WHAT YOU HAVE TO DO — Please output every record exactly, keeping each line as it is.

DATA SECTION —
━━━━━━━━━━━━━━━━

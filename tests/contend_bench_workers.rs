extern crate appendlock;

#[allow(dead_code)]
#[path = "../benches/contend/mod.rs"]
mod contend;

use appendlock::strategy::SpinStrategy;
use appendlock::{DynamicArray, Error, Result, Strategy, StrategyKind};
use std::sync::atomic::{AtomicUsize, Ordering};
use std::sync::Arc;

/// Lets the first few writes through, then refuses every one after.
struct Failing {
    inner: SpinStrategy,
    allowed: usize,
    calls: AtomicUsize,
}

impl Strategy for Failing {
    fn kind(&self) -> StrategyKind {
        StrategyKind::Spinlock
    }

    fn protect_write(&self, write: &mut dyn FnMut() -> Result<()>) -> Result<()> {
        let call = self.calls.fetch_add(1, Ordering::Relaxed);
        if call >= self.allowed {
            return Err(Error::IndexOutOfBounds {
                index: call,
                capacity: self.allowed,
            });
        }
        self.inner.protect_write(write)
    }

    fn protect_read(&self, read: &mut dyn FnMut()) {
        self.inner.protect_read(read)
    }

    fn try_protect_read(&self, read: &mut dyn FnMut()) -> bool {
        self.inner.try_protect_read(read)
    }
}

#[test]
fn workers_time_every_append() {
    let array = Arc::new(DynamicArray::with_kind(StrategyKind::Mutex));
    contend::contend_workers(array.clone(), 2, 3);
    // the last run is not cleared away
    assert_eq!(array.size(), 2000);
}

#[test]
#[should_panic(expected = "run aborted")]
fn failed_append_aborts_the_run() {
    // the first write is the clear before the first run
    let array = Arc::new(DynamicArray::new(Box::new(Failing {
        inner: SpinStrategy::new(),
        allowed: 10,
        calls: AtomicUsize::new(0),
    })));
    contend::contend_workers(array, 2, 5);
}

━━━━━━━━━━━━━━━━

ANSWER TO THIS TASK —
filename tests/contend_bench_workers.rs
extern crate appendlock;

#[allow(dead_code)]
#[path = "../benches/contend/mod.rs"]
mod contend;

use appendlock::strategy::SpinStrategy;
use appendlock::{DynamicArray, Error, Result, Strategy, StrategyKind};
use std::sync::atomic::{AtomicUsize, Ordering};
use std::sync::Arc;

/// Lets the first few writes through, then refuses every one after.
struct Failing {
    inner: SpinStrategy,
    allowed: usize,
    calls: AtomicUsize,
}

impl Strategy for Failing {
    fn kind(&self) -> StrategyKind {
        StrategyKind::Spinlock
    }

    fn protect_write(&self, write: &mut dyn FnMut() -> Result<()>) -> Result<()> {
        let call = self.calls.fetch_add(1, Ordering::Relaxed);
        if call >= self.allowed {
            return Err(Error::IndexOutOfBounds {
                index: call,
                capacity: self.allowed,
            });
        }
        self.inner.protect_write(write)
    }

    fn protect_read(&self, read: &mut dyn FnMut()) {
        self.inner.protect_read(read)
    }

    fn try_protect_read(&self, read: &mut dyn FnMut()) -> bool {
        self.inner.try_protect_read(read)
    }
}

#[test]
fn workers_time_every_append() {
    let array = Arc::new(DynamicArray::with_kind(StrategyKind::Mutex));
    contend::contend_workers(array.clone(), 2, 3);
    // the last run is not cleared away
    assert_eq!(array.size(), 2000);
}

#[test]
#[should_panic(expected = "run aborted")]
fn failed_append_aborts_the_run() {
    // the first write is the clear before the first run
    let array = Arc::new(DynamicArray::new(Box::new(Failing {
        inner: SpinStrategy::new(),
        allowed: 10,
        calls: AtomicUsize::new(0),
    })));
    contend::contend_workers(array, 2, 5);
}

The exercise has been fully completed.